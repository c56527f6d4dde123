use super::diagnostics::cross_correlation;
use crate::Cancel;
use crate::Dataset;
use crate::Energy;
use crate::Error;
use crate::Histogram;
use crate::Metric;
use crate::Params;
use crate::Probability;
use crate::RunResult;
use crate::cluster;
use rayon::prelude::*;
use serde::Deserialize;
use serde::Serialize;

/// One entry of a k-sweep.
#[derive(Debug, Clone, PartialEq, Serialize, Deserialize)]
pub struct KPoint {
    pub k: usize,
    pub inertia: Energy,
    /// Number of clusters left empty by the final assignment.
    pub degenerate: usize,
    pub iterations: usize,
    pub converged: bool,
    pub cancelled: bool,
    pub centroids: Vec<Histogram>,
}

impl From<(usize, RunResult)> for KPoint {
    fn from((k, run): (usize, RunResult)) -> Self {
        Self {
            k,
            inertia: run.inertia(),
            degenerate: run.degenerate().len(),
            iterations: run.iterations(),
            converged: run.converged(),
            cancelled: run.cancelled(),
            centroids: run.centroids().to_vec(),
        }
    }
}

/// Inertia and degeneracy as a function of k, in the order requested.
///
/// Inertia usually falls as k grows but individual runs may break that;
/// the curve is reported as measured and interpreting the elbow is left to
/// the caller.
#[derive(Debug, Clone, PartialEq, Serialize, Deserialize)]
pub struct KCurve {
    points: Vec<KPoint>,
}

impl KCurve {
    pub fn points(&self) -> &[KPoint] {
        &self.points
    }
    pub fn len(&self) -> usize {
        self.points.len()
    }
    pub fn is_empty(&self) -> bool {
        self.points.is_empty()
    }
    pub fn ks(&self) -> Vec<usize> {
        self.points.iter().map(|p| p.k).collect()
    }
    pub fn inertias(&self) -> Vec<Energy> {
        self.points.iter().map(|p| p.inertia).collect()
    }
    /// Centroid correlations between each entry and the next one.
    ///
    /// Going from k to k+1, a column whose best correlation is low marks a
    /// regime that did not exist before; high correlations everywhere mean
    /// the extra cluster only split an existing regime.
    pub fn transitions(&self) -> Vec<Vec<Vec<Probability>>> {
        self.points
            .windows(2)
            .map(|w| cross_correlation(&w[0].centroids, &w[1].centroids))
            .collect()
    }
}

/// Clusters once per k in `ks` (each with the engine's own restarts) and
/// records inertia and degenerate cluster counts.
///
/// The whole range is checked before any clustering starts. Entries run
/// concurrently and come back in the order of `ks`.
pub fn sweep_k<M>(
    dataset: &Dataset,
    ks: &[usize],
    metric: &M,
    params: &Params,
    cancel: &Cancel,
) -> Result<KCurve, Error>
where
    M: Metric + ?Sized,
{
    if ks.is_empty() {
        return Err(Error::config("k_range", "no values of k to test"));
    }
    if let Some(k) = ks.iter().find(|k| **k == 0 || **k > dataset.len()) {
        return Err(Error::config(
            "k_range",
            format!("k = {} outside [1, {}]", k, dataset.len()),
        ));
    }
    params.validate()?;
    dataset.validate()?;
    log::info!("{:<32}{:<32}", "sweeping k", format!("{:?}", ks));
    let points = ks
        .par_iter()
        .map(|k| cluster(dataset, *k, metric, params, cancel).map(|run| KPoint::from((*k, run))))
        .collect::<Result<Vec<KPoint>, Error>>()?;
    points.iter().for_each(|p| {
        log::info!(
            "{:<32}{:<32}",
            format!("k={}", p.k),
            format!("inertia={:.6} degenerate={}", p.inertia, p.degenerate)
        )
    });
    Ok(KCurve { points })
}

#[cfg(test)]
mod tests {
    use super::*;
    use crate::Euclidean;
    use crate::Initialization;
    use crate::clustering::fixtures;

    #[test]
    fn one_entry_per_k_in_order() {
        let dataset = fixtures::blobs(24);
        let ks = [4, 2, 3, 1];
        let curve = sweep_k(&dataset, &ks, &Euclidean::default(), &Params::default(), &Cancel::new()).unwrap();
        assert_eq!(curve.len(), ks.len());
        assert_eq!(curve.ks(), ks.to_vec());
        assert!(curve.points().iter().all(|p| p.centroids.len() == p.k));
    }

    #[test]
    fn inertia_drops_at_the_true_k() {
        let dataset = fixtures::blobs(30);
        let params = Params::default().with_init(Initialization::PlusPlus);
        let curve = sweep_k(&dataset, &[1, 2, 3], &Euclidean::default(), &params, &Cancel::new()).unwrap();
        let inertia = curve.inertias();
        assert!(inertia[0] > inertia[1]);
        assert!(inertia[1] > inertia[2]);
        assert!(curve.points().iter().all(|p| p.degenerate == 0));
    }

    #[test]
    fn transitions_pair_consecutive_entries() {
        let dataset = fixtures::blobs(24);
        let curve = sweep_k(&dataset, &[2, 3], &Euclidean::default(), &Params::default(), &Cancel::new()).unwrap();
        let transitions = curve.transitions();
        assert_eq!(transitions.len(), 1);
        assert_eq!(transitions[0].len(), 2);
        assert_eq!(transitions[0][0].len(), 3);
    }

    #[test]
    fn rejects_empty_or_invalid_range() {
        let dataset = fixtures::pairs();
        let sweep = |ks: &[usize]| {
            sweep_k(&dataset, ks, &Euclidean::default(), &Params::default(), &Cancel::new()).unwrap_err()
        };
        assert!(matches!(sweep(&[]), Error::InvalidConfig { param: "k_range", .. }));
        assert!(matches!(sweep(&[1, 0]), Error::InvalidConfig { param: "k_range", .. }));
        assert!(matches!(sweep(&[2, 5]), Error::InvalidConfig { param: "k_range", .. }));
    }
}
use crate::Error;
use serde::Deserialize;
use serde::Serialize;
use std::str::FromStr;

/// Which metric a clustering call should use.
#[derive(Debug, Clone, Copy, PartialEq, Eq, Hash, Default, Serialize, Deserialize)]
#[serde(rename_all = "lowercase")]
pub enum MetricKind {
    #[default]
    Euclidean,
    #[serde(alias = "wasserstein")]
    Transport,
}

impl FromStr for MetricKind {
    type Err = Error;
    fn from_str(s: &str) -> Result<Self, Self::Err> {
        match s.trim().to_lowercase().as_str() {
            "euclidean" => Ok(Self::Euclidean),
            "transport" | "wasserstein" | "emd" => Ok(Self::Transport),
            other => Err(Error::config(
                "metric",
                format!("unknown metric {:?}, expected euclidean or transport", other),
            )),
        }
    }
}

impl std::fmt::Display for MetricKind {
    fn fmt(&self, f: &mut std::fmt::Formatter<'_>) -> std::fmt::Result {
        match self {
            Self::Euclidean => write!(f, "euclidean"),
            Self::Transport => write!(f, "transport"),
        }
    }
}

#[cfg(test)]
mod tests {
    use super::*;

    #[test]
    fn parses_known_names() {
        assert_eq!("euclidean".parse::<MetricKind>(), Ok(MetricKind::Euclidean));
        assert_eq!("Wasserstein".parse::<MetricKind>(), Ok(MetricKind::Transport));
        assert_eq!(" transport ".parse::<MetricKind>(), Ok(MetricKind::Transport));
    }

    #[test]
    fn malformed_name_is_config_error() {
        let e = "manhattan".parse::<MetricKind>().unwrap_err();
        assert!(matches!(e, Error::InvalidConfig { param: "metric", .. }));
    }

    #[test]
    fn display_roundtrip() {
        for kind in [MetricKind::Euclidean, MetricKind::Transport] {
            assert_eq!(kind.to_string().parse::<MetricKind>(), Ok(kind));
        }
    }
}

**What to produce**
How many lines in the entries include "return"? Only the number is wanted.

**Answer area**
2